That the colonel and the flight sergeant had an off reservation relationship was common knowledge. Everyone knew it. It was everyone’s secret. No one reported it, and there had been no under-the-deck grumblings of favoritism. Morale was high among the Fleet Marines, so Captain Carmel chose not to know about it either.
But now Kerry Blue was holding up an official proceeding, and it was time to put the Marine in her place. “Flight Sergeant. This is not fair to the colonel’s next of kin. They need to know.”
“His next of kin knows he’s not dead,” said Kerry Blue.
Calli turned to her task.
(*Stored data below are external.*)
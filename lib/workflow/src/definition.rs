//! Workflow definitions.
//!
//! A definition is a pure decision function: given the run input and the
//! outcomes of the steps finished so far, it returns the next [`Step`]. It
//! must not read the clock, draw random numbers, or call services; the
//! runner feeds all of that back through recorded history so replaying a
//! run always makes the same decisions.

use crate::step::{Step, StepHistory};
use crate::workflows::{DailyReflection, FocusLoop, MeetingScheduler, MorningCheck, WeeklyGrowth};
use serde::de::DeserializeOwned;
use serde_json::Value as JsonValue;
use std::collections::HashMap;
use std::fmt;
use std::sync::Arc;

/// Decides the steps of one kind of workflow.
pub trait WorkflowDefinition: Send + Sync {
    /// Name runs of this workflow are started with.
    fn kind(&self) -> &str;

    /// Returns the step at index `history.len()`.
    fn next_step(&self, input: &JsonValue, history: &StepHistory) -> Step;
}

/// Workflow definitions by kind.
#[derive(Clone, Default)]
pub struct WorkflowRegistry {
    definitions: HashMap<String, Arc<dyn WorkflowDefinition>>,
}

impl WorkflowRegistry {
    /// Creates an empty registry.
    #[must_use]
    pub fn new() -> Self {
        Self::default()
    }

    /// Creates a registry holding the five built-in workflows.
    #[must_use]
    pub fn standard() -> Self {
        let mut registry = Self::new();
        registry.register(Arc::new(MorningCheck));
        registry.register(Arc::new(FocusLoop));
        registry.register(Arc::new(DailyReflection));
        registry.register(Arc::new(WeeklyGrowth));
        registry.register(Arc::new(MeetingScheduler));
        registry
    }

    /// Registers a definition under its kind, replacing any previous one.
    pub fn register(&mut self, definition: Arc<dyn WorkflowDefinition>) {
        self.definitions
            .insert(definition.kind().to_string(), definition);
    }

    /// Looks up a definition.
    #[must_use]
    pub fn get(&self, kind: &str) -> Option<&Arc<dyn WorkflowDefinition>> {
        self.definitions.get(kind)
    }

    /// Returns the registered kinds, sorted.
    #[must_use]
    pub fn kinds(&self) -> Vec<&str> {
        let mut kinds: Vec<&str> = self.definitions.keys().map(String::as_str).collect();
        kinds.sort_unstable();
        kinds
    }
}

impl fmt::Debug for WorkflowRegistry {
    fn fmt(&self, f: &mut fmt::Formatter<'_>) -> fmt::Result {
        f.debug_struct("WorkflowRegistry")
            .field("kinds", &self.kinds())
            .finish()
    }
}

/// Decodes a run input, or returns the step that fails the run.
pub(crate) fn decode_input<T: DeserializeOwned>(input: &JsonValue) -> Result<T, Step> {
    T::deserialize(input).map_err(|e| Step::fail(format!("invalid workflow input: {e}")))
}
She nodded to the ship’s Legal Officer, poised at the locker. “Pop it.”
Rob Roy took the universal key to TR Steele’s locker and opened it. He looked through Steele’s personal effects.
Marines who had wills kept them in their lockers. Rob Roy found Steele’s. He expanded the legal document.
The lawyer’s eyebrows lifted as he read.
The XO read over Rob Roy’s shoulder. “Right, then,” said Dingo.
Rob Roy closed the will, replaced Steele’s things into his locker and closed it for the voyage home.
Calli, standing back at the hatch, questioned, “Mister Buchanan?”
Rob Roy said, sounding faintly surprised. “The colonel’s next of kin
knows
.”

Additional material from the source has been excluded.